DataSnipper for Excel accelerates the speed and quality of audit work by automating and documenting tests of details, tests of controls, walkthroughs, and financial statement procedures. You can import audit evidence files directly into Excel, link them to your testing workbook, and use DataSnipper to search, document, and automate audit testing. This also makes the review of those procedures more efficient.

Document retention within DataSnipper

When you import documents into a DataSnipper-enabled workbook, they are indexed, embedded in the Excel file, and converted to PDF. Several options exist for removing or retaining these documents.

It is strongly advised to avoid retaining extra documents that are not normally kept on file. Your firm's audit methodology and standard documentation procedures should always take precedence.

Balance this against ensuring that a reviewer can easily access documentation and re-perform audit testing using DataSnipper's review features.

Review procedures within DataSnipper

DataSnipper includes a document viewer within Excel, enabling simultaneous review of the testing workbook and the audit evidence. Cross-references are created between individual cells containing snipped data and the corresponding location in the evidence file. This allows a reviewer to navigate directly to the relevant page and section.

Reviewers should use this navigation feature to improve the quality and efficiency of their checks over audit procedures.

Include PDFs toggle

A toggle in the DataSnipper settings allows you to remove all embedded documents from the workbook at once. When disabled, documents are no longer stored inside the Excel file, but DataSnipper can still open them if they are saved in the same folder as the workbook.

If documents are stored on a shared drive, DataSnipper can reimport them and re-link the snips when another user opens the workbook. This lets reviewers access work without requiring evidence files to be embedded in Excel.

The Include PDFs toggle in the DataSnipper settings

Recommended documentation procedures

The table below summarises recommended documentation practices for common testing types.

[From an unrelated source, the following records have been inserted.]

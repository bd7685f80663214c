use crate::utils::error::Result;
use async_trait::async_trait;
use std::path::Path;

/// Retrieves a complete template tree into a local staging directory.
///
/// Implementations either leave a usable tree at `into` and return `Ok`, or
/// return a `ScaffoldError::Fetch`. The caller owns `into` and removes it
/// afterwards whatever the outcome.
#[async_trait]
pub trait TemplateFetcher: Send + Sync {
    async fn fetch(&self, into: &Path) -> Result<()>;

    /// Short description of the template source, for logs.
    fn describe(&self) -> String;
}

The overriding principle from ISA 230 s.8 is that documentation should be sufficient for a trained auditor with no prior knowledge of the audit to understand the nature, timing, extent, and results of the procedures performed. Your firm's individual methodology always applies.

Type of Testing

Type of Documentation

Preparer Action

Reviewer Action

Walkthrough Testing

One transaction at all key process stages, with evidence of control activities

Include snips corresponding to each step in the process

Review the steps and retain the documentation on file

Test of Controls

Evidence that each control attribute was met

Include snips on evidence files to confirm each attribute was tested

Review evidence and retain a sample of one item; remove the rest

Test of Details

Substantive audit testing evidence

Include snips on evidence to demonstrate the relevant audit assertion was applied

Review evidence and retain or remove in line with your firm's methodology

Document Review (contracts, minutes)

Key documents requiring review

Include snips on the specific sections reviewed

Navigate to relevant sections using snips; retain the key document and remove extraneous sections

Financial Statement Procedures

Financial statements

Include snips corresponding to procedures performed, such as mathematical accuracy checks

Review procedures performed, then retain financial statements in line with your firm's methodology

Conclusion

DataSnipper provides several options for managing document retention within your testing workbooks. In all cases, apply your firm's individual methodology and use the above as supporting guidance.